*DESCRIPTION OF THE TASK*
Out of the data below, copy every line with the string "round".
DATASET EXTRACT below:
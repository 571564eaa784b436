//! Monte Carlo price-risk simulation.
//!
//! Simulates independent GBM price paths from a spot price and
//! annualized drift/volatility, then reduces the terminal ensemble to
//! distributional risk statistics in both return and dollar-P&L terms.

pub mod artifacts;
pub mod gbm;
pub mod rng;

pub use artifacts::{Histogram, PathEnsemble, HISTOGRAM_BINS, SAMPLE_PATH_COUNT};
pub use gbm::terminal_price_quantile;

use serde::{Deserialize, Serialize};

use crate::core::error::{EngineError, Result};
use crate::core::snapshot::normalize_ticker;
use crate::core::stats::{log_returns, percentile, tail_mean, DistributionStats};

/// Trading days per year used to annualize historical returns.
pub const TRADING_DAYS_PER_YEAR: f64 = 252.0;

/// Parameters of one simulation run.
#[derive(Debug, Clone, Copy, PartialEq, Serialize, Deserialize)]
pub struct SimulationParams {
    /// Spot price at t=0.
    pub spot: f64,
    /// Annualized drift of log returns.
    pub mu: f64,
    /// Annualized volatility of log returns; zero is valid (pure drift).
    pub sigma: f64,
    /// Simulation horizon in years.
    pub horizon_years: f64,
    /// Discrete steps per simulated year.
    pub steps_per_year: usize,
    /// Number of independent trajectories.
    pub n_paths: usize,
    /// RNG seed; identical params + seed reproduce results exactly.
    pub seed: u64,
}

impl SimulationParams {
    /// Estimate drift and volatility from a daily price history.
    ///
    /// Log returns are annualized at 252 trading days (sample standard
    /// deviation); the spot is the last observed price.
    pub fn from_price_history(
        prices: &[f64],
        horizon_years: f64,
        steps_per_year: usize,
        n_paths: usize,
        seed: u64,
    ) -> Result<Self> {
        let returns = log_returns(prices)?;
        if returns.len() < 2 {
            return Err(EngineError::insufficient_data(3, prices.len()));
        }
        let spot = *prices.last().expect("checked non-empty");
        if spot <= 0.0 {
            return Err(EngineError::invalid_parameter(format!(
                "spot price must be positive, got {spot}"
            )));
        }

        let stats = DistributionStats::from_values(&returns);
        let mu = stats.mean() * TRADING_DAYS_PER_YEAR;
        let sigma = stats.sample_std_dev() * TRADING_DAYS_PER_YEAR.sqrt();

        log::debug!("estimated mu={mu:.6} sigma={sigma:.6} from {} returns", returns.len());

        let params = Self {
            spot,
            mu,
            sigma,
            horizon_years,
            steps_per_year,
            n_paths,
            seed,
        };
        params.validate()?;
        Ok(params)
    }

    /// Reject malformed parameters before simulation starts.
    pub fn validate(&self) -> Result<()> {
        if !(self.spot.is_finite() && self.spot > 0.0) {
            return Err(EngineError::invalid_parameter(format!(
                "spot price must be positive, got {}",
                self.spot
            )));
        }
        if !self.mu.is_finite() {
            return Err(EngineError::invalid_parameter(format!(
                "drift must be finite, got {}",
                self.mu
            )));
        }
        if !(self.sigma.is_finite() && self.sigma >= 0.0) {
            return Err(EngineError::invalid_parameter(format!(
                "volatility must be non-negative, got {}",
                self.sigma
            )));
        }
        if !(self.horizon_years.is_finite() && self.horizon_years > 0.0) {
            return Err(EngineError::invalid_parameter(format!(
                "horizon must be positive, got {}",
                self.horizon_years
            )));
        }
        if self.steps_per_year == 0 {
            return Err(EngineError::invalid_parameter(
                "steps per year must be positive",
            ));
        }
        if self.n_paths == 0 {
            return Err(EngineError::invalid_parameter(
                "path count must be positive",
            ));
        }
        Ok(())
    }

    /// Total discrete steps over the horizon.
    pub fn step_count(&self) -> Result<usize> {
        let steps = (self.steps_per_year as f64 * self.horizon_years).round() as usize;
        if steps == 0 {
            return Err(EngineError::invalid_parameter(
                "steps_per_year * horizon_years must round to at least one step",
            ));
        }
        Ok(steps)
    }
}

/// Mean, dispersion and 95% tail statistics of one distribution.
///
/// VaR95 is the 5th percentile of the distribution itself (negative in a
/// loss); ES95 is the mean of all observations at or below it.
#[derive(Debug, Clone, Copy, PartialEq, Serialize, Deserialize)]
pub struct RiskStats {
    pub mean: f64,
    pub std_dev: f64,
    pub var_95: f64,
    pub es_95: f64,
}

impl RiskStats {
    fn from_distribution(values: &[f64]) -> Self {
        let stats = DistributionStats::from_values(values);
        let mut sorted = values.to_vec();
        sorted.sort_by(|a, b| a.partial_cmp(b).expect("validated finite values"));

        let var_95 = percentile(&sorted, 5.0).expect("non-empty ensemble");
        let es_95 = tail_mean(&sorted, var_95).unwrap_or(var_95);

        Self {
            mean: stats.mean(),
            std_dev: stats.population_std_dev(),
            var_95,
            es_95,
        }
    }
}

/// Complete simulation response for one ticker.
#[derive(Debug, Clone, PartialEq, Serialize, Deserialize)]
pub struct SimulationResult {
    pub ticker: String,
    pub spot: f64,
    pub mu: f64,
    pub sigma: f64,
    /// Statistics of terminal simple returns `(S_T - S0) / S0`.
    pub returns: RiskStats,
    /// The same statistics in dollar P&L terms `S_T - S0`.
    pub pnl: RiskStats,
    /// Sampled paths for plotting.
    pub paths: PathEnsemble,
    /// Terminal-return histogram.
    pub histogram: Histogram,
    /// The parameters the run actually used, echoed back.
    pub params: SimulationParams,
}

/// Run a Monte Carlo simulation for one ticker.
pub fn run_simulation(ticker: &str, params: &SimulationParams) -> Result<SimulationResult> {
    let ticker = normalize_ticker(ticker)?;
    params.validate()?;

    log::debug!(
        "simulating {} paths x {} steps for {ticker}",
        params.n_paths,
        params.step_count()?
    );

    let batch = gbm::simulate_paths(params, SAMPLE_PATH_COUNT)?;

    let returns: Vec<f64> = batch
        .terminal_prices
        .iter()
        .map(|t| (t - params.spot) / params.spot)
        .collect();
    let pnl: Vec<f64> = batch
        .terminal_prices
        .iter()
        .map(|t| t - params.spot)
        .collect();

    Ok(SimulationResult {
        ticker,
        spot: params.spot,
        mu: params.mu,
        sigma: params.sigma,
        returns: RiskStats::from_distribution(&returns),
        pnl: RiskStats::from_distribution(&pnl),
        paths: PathEnsemble {
            steps: batch.steps,
            paths: batch.sampled_paths,
        },
        histogram: Histogram::from_values(&returns, HISTOGRAM_BINS),
        params: *params,
    })
}

#[cfg(test)]
mod tests {
    use super::*;

    fn params() -> SimulationParams {
        SimulationParams {
            spot: 100.0,
            mu: 0.08,
            sigma: 0.30,
            horizon_years: 1.0,
            steps_per_year: 252,
            n_paths: 2000,
            seed: 42,
        }
    }

    #[test]
    fn test_validation_rejections() {
        let mut p = params();
        p.sigma = -0.1;
        assert!(p.validate().is_err());

        let mut p = params();
        p.n_paths = 0;
        assert!(p.validate().is_err());

        let mut p = params();
        p.horizon_years = 0.0;
        assert!(p.validate().is_err());

        let mut p = params();
        p.spot = -5.0;
        assert!(p.validate().is_err());

        let mut p = params();
        p.sigma = 0.0;
        assert!(p.validate().is_ok(), "zero volatility is valid");
    }

    #[test]
    fn test_from_price_history() {
        // 1% daily growth, constant: sigma of log returns is 0.
        let prices: Vec<f64> = (0..10).map(|i| 100.0 * 1.01f64.powi(i)).collect();
        let p = SimulationParams::from_price_history(&prices, 1.0, 252, 100, 7).unwrap();

        assert!((p.spot - prices[9]).abs() < 1e-9);
        assert!((p.mu - 1.01f64.ln() * 252.0).abs() < 1e-9);
        assert!(p.sigma.abs() < 1e-12);

        assert!(SimulationParams::from_price_history(&[100.0], 1.0, 252, 100, 7).is_err());
    }

    #[test]
    fn test_result_shape_and_echo() {
        let p = params();
        let result = run_simulation("nvda", &p).unwrap();

        assert_eq!(result.ticker, "NVDA");
        assert_eq!(result.params, p);
        assert_eq!(result.paths.paths.len(), SAMPLE_PATH_COUNT);
        assert_eq!(result.histogram.counts.iter().sum::<usize>(), p.n_paths);
    }

    #[test]
    fn test_var_es_ordering() {
        let result = run_simulation("SPY", &params()).unwrap();

        // ES is the mean of the tail at or below VaR.
        assert!(result.returns.es_95 <= result.returns.var_95);
        assert!(result.pnl.es_95 <= result.pnl.var_95);
        // Dollar stats are the return stats scaled by spot.
        assert!((result.pnl.mean - result.returns.mean * 100.0).abs() < 1e-9);
        assert!((result.pnl.var_95 - result.returns.var_95 * 100.0).abs() < 1e-9);
    }

    #[test]
    fn test_zero_volatility_degenerate_distribution() {
        let mut p = params();
        p.sigma = 0.0;
        p.n_paths = 500;
        let result = run_simulation("BND", &p).unwrap();

        let expected = 0.08f64.exp() - 1.0;
        assert!((result.returns.mean - expected).abs() < 1e-9);
        assert!(result.returns.std_dev.abs() < 1e-12);
        assert!((result.returns.var_95 - expected).abs() < 1e-9);
        assert!((result.returns.es_95 - expected).abs() < 1e-9);
    }

    #[test]
    fn test_reproducibility_bit_identical() {
        let a = run_simulation("AAPL", &params()).unwrap();
        let b = run_simulation("AAPL", &params()).unwrap();

        assert_eq!(a.returns, b.returns);
        assert_eq!(a.pnl, b.pnl);
        assert_eq!(a.histogram, b.histogram);
        assert_eq!(a.paths, b.paths);
    }

    #[test]
    fn test_different_seed_changes_results() {
        let mut p2 = params();
        p2.seed = 43;
        let a = run_simulation("AAPL", &params()).unwrap();
        let b = run_simulation("AAPL", &p2).unwrap();
        assert_ne!(a.returns, b.returns);
    }
}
End of DATASET EXTRACT.
*OUTPUT*
        let steps = (self.steps_per_year as f64 * self.horizon_years).round() as usize;
                "steps_per_year * horizon_years must round to at least one step",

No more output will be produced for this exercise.